What Guadagnino spares in the bedroom, he gives us in spades on the court. Echoing a conversation between Patrick and Tashi, viewers are forced to ask during these matches, “Are we still talking about tennis?” We play right into Guadagnino’s hand, increasingly struggling to pinpoint the specific source of the players’ adrenaline, and consequently, our own. Before the studio logos even roll, we are gifted with a riveting, tense, and sexy montage of close-ups from the film’s pivotal tennis match. Beads of sweat drip from Art’s face as he stares us down, racket poised in the background ready to strike; the camera then cuts to Patrick, grimacing and staring up at his opponent, the predator to Art’s prey; Tashi’s eyes squint as her mouth opens in some exclamation beneath the frame.When the heart-pounding house beat kicks in mere minutes into the movie, and the camera flies down from an aerial shot of the court to place Zendaya’s stony face front and center, what could be a boring and sweaty sports match becomes a palpable phenomenon.

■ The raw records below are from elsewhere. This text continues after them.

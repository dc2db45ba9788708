// Copyright 2026 the atrium project authors
//
// Licensed under the Apache License, Version 2.0 (the "License");
// you may not use this file except in compliance with the License.
// You may obtain a copy of the License at
//
//     http://www.apache.org/licenses/LICENSE-2.0
//
// Unless required by applicable law or agreed to in writing, software
// distributed under the License is distributed on an "AS IS" BASIS,
// WITHOUT WARRANTIES OR CONDITIONS OF ANY KIND, either express or implied.
// See the License for the specific language governing permissions and
// limitations under the License.

//! The render device: sole factory and owner-of-record for render objects.
//!
//! Every object lives in a device-owned arena and is referred to by a
//! generational [`Handle`]. The device tracks exactly one active context at a
//! time; all stateful bind/draw/upload calls implicitly target it. Objects
//! are created through the `new_*` factories (which validate their specs) and
//! released through the `destroy_*` calls; anything still registered when the
//! device drops is released then.

use super::backend::{clear, BackendId, BindTarget, BufferKind, RenderBackend};
use super::context::{ContextBindings, RenderState};
use super::error::ResourceError;
use super::handle::{
    Arena, FramebufferTag, Handle, IndexBufferTag, ProgramTag, RenderContextTag, ShaderTag,
    Texture2dTag, VertexArrayTag, VertexBufferTag,
};
use super::spec::{
    BufferUsage, ContextSettings, FramebufferSpec, IndexBufferSpec, Primitive, ProgramSpec,
    ShaderSpec, ShaderStage, Texture2dSpec, TextureFormat, VertexArraySpec, VertexBufferSpec,
};
use super::uniform::{UniformId, UniformValue};
use std::collections::HashMap;

struct ContextEntry {
    backend: BackendId,
    settings: ContextSettings,
    bindings: ContextBindings,
    state: RenderState,
}

struct VertexArrayEntry {
    backend: BackendId,
    spec: VertexArraySpec,
    vertices: Vec<Handle<VertexBufferTag>>,
    indices: Option<Handle<IndexBufferTag>>,
}

struct VertexBufferEntry {
    backend: BackendId,
    spec: VertexBufferSpec,
    size_bytes: usize,
}

struct IndexBufferEntry {
    backend: BackendId,
    spec: IndexBufferSpec,
    count: usize,
}

struct Texture2dEntry {
    backend: BackendId,
    spec: Texture2dSpec,
}

struct FramebufferEntry {
    backend: BackendId,
    spec: FramebufferSpec,
    color: Vec<Handle<Texture2dTag>>,
    depth: Option<Handle<Texture2dTag>>,
}

struct ProgramEntry {
    backend: BackendId,
    spec: ProgramSpec,
    sources: HashMap<ShaderStage, String>,
    linked: bool,
    info_log: String,
    uniforms: HashMap<String, UniformId>,
    next_uniform: u32,
    /// Texture uniforms cached by `set_uniform_texture`, in first-set order.
    /// Slot assignment happens in `bind_textures`.
    texture_cache: Vec<(UniformId, Handle<Texture2dTag>)>,
}
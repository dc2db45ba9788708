// Copyright 2026 the atrium project authors
//
// Licensed under the Apache License, Version 2.0 (the "License");
// you may not use this file except in compliance with the License.
// You may obtain a copy of the License at
//
//     http://www.apache.org/licenses/LICENSE-2.0
//
// Unless required by applicable law or agreed to in writing, software
// distributed under the License is distributed on an "AS IS" BASIS,
// WITHOUT WARRANTIES OR CONDITIONS OF ANY KIND, either express or implied.
// See the License for the specific language governing permissions and
// limitations under the License.

use atrium_core::render::{
    BackendId, BindTarget, BufferKind, ContextSettings, FramebufferSpec, Primitive, ProgramSpec,
    RenderBackend, ResourceError, ShaderSpec, ShaderStage, Texture2dSpec, UniformId, UniformValue,
    VertexArraySpec,
};
use std::collections::{HashMap, HashSet};
use std::fmt;

/// Counters of the work a [`HeadlessBackend`] has been asked to do.
#[derive(Debug, Default, Clone, Copy, PartialEq, Eq)]
pub struct OpCounters {
    pub creates: u64,
    pub destroys: u64,
    pub binds: u64,
    pub uniform_uploads: u64,
    pub buffer_updates: u64,
    pub clears: u64,
    pub draw_calls: u64,
    pub flushes: u64,
}

/// A render backend that performs no graphics work at all.
///
/// Object creation hands out monotonically increasing ids and records them in
/// an alive-set; `revalue` answers from that set, so device-level liveness
/// logic behaves exactly as it would over a real API. Program sources are
/// kept so linking can fail deterministically: any attached source containing
/// `#error` fails the link with that line as the log.
pub struct HeadlessBackend {
    next_id: u64,
    alive: HashSet<u64>,
    program_sources: HashMap<u64, Vec<String>>,
    counters: OpCounters,
}

impl HeadlessBackend {
    pub fn new() -> Self {
        Self {
            next_id: 0,
            alive: HashSet::new(),
            program_sources: HashMap::new(),
            counters: OpCounters::default(),
        }
    }

    /// Snapshot of the operation counters.
    pub fn counters(&self) -> OpCounters {
        self.counters
    }

    /// Number of backend objects currently alive.
    pub fn live_objects(&self) -> usize {
        self.alive.len()
    }

    fn fresh(&mut self) -> BackendId {
        self.next_id += 1;
        self.alive.insert(self.next_id);
        self.counters.creates += 1;
        BackendId(self.next_id)
    }

    fn check_alive(&self, id: BackendId) -> Result<(), ResourceError> {
        if self.alive.contains(&id.0) {
            Ok(())
        } else {
            Err(ResourceError::BackendFailure(format!(
                "operation on destroyed backend object {}",
                id.0
            )))
        }
    }
}

impl Default for HeadlessBackend {
    fn default() -> Self {
        Self::new()
    }
}

impl fmt::Debug for HeadlessBackend {
    fn fmt(&self, f: &mut fmt::Formatter<'_>) -> fmt::Result {
        f.debug_struct("HeadlessBackend")
            .field("alive", &self.alive.len())
            .field("counters", &self.counters)
            .finish()
    }
}

impl RenderBackend for HeadlessBackend {
    fn as_any(&self) -> &dyn std::any::Any {
        self
    }

    fn create_context(&mut self, settings: &ContextSettings) -> Result<BackendId, ResourceError> {
        let id = self.fresh();
        log::debug!(
            "headless context {} ({:?} {}.{})",
            id.0,
            settings.api,
            settings.major,
            settings.minor
        );
        Ok(id)
    }

    fn create_vertexarray(&mut self, _spec: &VertexArraySpec) -> Result<BackendId, ResourceError> {
        Ok(self.fresh())
    }

    fn create_buffer(&mut self, _kind: BufferKind, _data: &[u8]) -> Result<BackendId, ResourceError> {
        Ok(self.fresh())
    }

    fn update_buffer(
        &mut self,
        id: BackendId,
        _offset: usize,
        _data: &[u8],
    ) -> Result<(), ResourceError> {
        self.check_alive(id)?;
        self.counters.buffer_updates += 1;
        Ok(())
    }

    fn create_texture2d(
        &mut self,
        _spec: &Texture2dSpec,
        _data: Option<&[u8]>,
    ) -> Result<BackendId, ResourceError> {
        Ok(self.fresh())
    }

    fn create_framebuffer(&mut self, _spec: &FramebufferSpec) -> Result<BackendId, ResourceError> {
        Ok(self.fresh())
    }

    fn create_program(&mut self, _spec: &ProgramSpec) -> Result<BackendId, ResourceError> {
        let id = self.fresh();
        self.program_sources.insert(id.0, Vec::new());
        Ok(id)
    }

    fn create_shader(&mut self, spec: &ShaderSpec) -> Result<BackendId, ResourceError> {
        if spec.source.contains("#error") {
            return Err(ResourceError::BackendFailure(
                "shader source contains #error".to_string(),
            ));
        }
        Ok(self.fresh())
    }

    fn attach_source(
        &mut self,
        program: BackendId,
        _stage: ShaderStage,
        source: &str,
    ) -> Result<(), ResourceError> {
        self.check_alive(program)?;
        self.program_sources
            .entry(program.0)
            .or_default()
            .push(source.to_string());
        Ok(())
    }

    fn link_program(&mut self, program: BackendId) -> Result<String, ResourceError> {
        self.check_alive(program)?;
        let sources = self.program_sources.get(&program.0);
        if let Some(line) = sources
            .into_iter()
            .flatten()
            .flat_map(|source| source.lines())
            .find(|line| line.contains("#error"))
        {
            return Err(ResourceError::BackendFailure(format!(
                "link failed: {}",
                line.trim()
            )));
        }
        Ok("link successful".to_string())
    }

    fn destroy(&mut self, id: BackendId) {
        if self.alive.remove(&id.0) {
            self.program_sources.remove(&id.0);
            self.counters.destroys += 1;
        } else {
            log::warn!("double destroy of backend object {}", id.0);
        }
    }

    fn revalue(&mut self, id: BackendId) -> bool {
        self.alive.contains(&id.0)
    }

    fn bind(&mut self, _target: BindTarget, _id: Option<BackendId>) {
        self.counters.binds += 1;
    }

    fn bind_texture(&mut self, _id: Option<BackendId>, _slot: u32) {
        self.counters.binds += 1;
    }

    fn upload_uniform(
        &mut self,
        program: BackendId,
        _location: UniformId,
        _value: &UniformValue,
    ) -> Result<(), ResourceError> {
        self.check_alive(program)?;
        self.counters.uniform_uploads += 1;
        Ok(())
    }

    fn clear(&mut self, _mask: u32) {
        self.counters.clears += 1;
    }

    fn draw_arrays(&mut self, _primitive: Primitive, _first: usize, _count: usize) {
        self.counters.draw_calls += 1;
    }

    fn draw_indexed(&mut self, _primitive: Primitive, _count: usize) {
        self.counters.draw_calls += 1;
    }

    fn flush(&mut self) {
        self.counters.flushes += 1;
    }
}

#[cfg(test)]
mod tests {
    use super::*;
    use atrium_core::render::RenderDevice;

    #[test]
    fn ids_are_unique_and_tracked() {
        let mut backend = HeadlessBackend::new();
        let a = backend.create_vertexarray(&VertexArraySpec::default()).unwrap();
        let b = backend.create_vertexarray(&VertexArraySpec::default()).unwrap();
        assert_ne!(a, b);
        assert_eq!(backend.live_objects(), 2);
        backend.destroy(a);
        assert!(!backend.revalue(a));
        assert!(backend.revalue(b));
    }

    #[test]
    fn link_fails_on_error_directive() {
        let mut backend = HeadlessBackend::new();
        let program = backend.create_program(&ProgramSpec::default()).unwrap();
        backend
            .attach_source(program, ShaderStage::Vertex, "#error missing uniforms")
            .unwrap();
        assert!(backend.link_program(program).is_err());
    }

    #[test]
    fn drives_a_full_device_frame() {
        let mut device = RenderDevice::new(Box::new(HeadlessBackend::new()));
        let ctx = device.new_context(&ContextSettings::default()).unwrap();
        device.set_active_context(Some(ctx)).unwrap();
        device.clear(atrium_core::render::clear::ALL).unwrap();
        device.draw_arrays(Primitive::Triangles, 0, 3).unwrap();
        device.flush().unwrap();
        let counters = device
            .backend()
            .as_any()
            .downcast_ref::<HeadlessBackend>()
            .map(HeadlessBackend::counters)
            .unwrap();
        assert_eq!(counters.clears, 1);
        assert_eq!(counters.draw_calls, 1);
        assert_eq!(counters.flushes, 1);
    }
}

As we climatically return to the match point at the end of the film, Guadagnino’s mastery of cinematic form is made abundantly clear. Flashing between differing POVs, the audience dizzyingly becomes the ball, flying between Pat and Art— their sensual groans echoing in our ears—before the camera moves under the court, watching the men play from beneath their feet. Guadagnino achieves a similar effect in the less-obviously intense moments, with quick-cut close-ups and off-kilter shots that make us feel like an intruder on some deeply private moments. When the sweat drips from Art’s face onto the camera as it gazes up at him from his crotch height, or Tashi screams her near-orgasmic cry in a slow motion close-up, the sensuality and sexiness of Guadagnino’s creative choices crystalizes. The theater experience keeps the blood pumping for all 131 minutes, blending the tennis with the not-tennis, companionship with romance, and competitive athleticism with carnal passion.
Although it’s effective, the sports metaphor may instill a sense of frustration with Guadagnino’s decision to relegate a gay love story solely to teasing; why would the Call Me By Your Name director now shy away from overtly representing queer romance on the big screen? Is Challengers merely queerbaiting us with two closeted men who express their love to each other through tennis and churro-biting and smirks? Maybe not. Art, Pat, and Tashi are all deeply repressed and egotistical individuals, whose glamorous facade hides the incredibly unhealthy rivalry and competition around which they build their lives and self-worth. The dynamics of elite-level sports portrayed on screen undermine any possibility of aspirational romance or emotional fulfillment. Watching Challengers, I can’t help but be glad to have quit tennis at age 12. Who knows, maybe I would have been the next Art Donaldson—but I think Guadagnino invites us all to be relieved that we aren’t.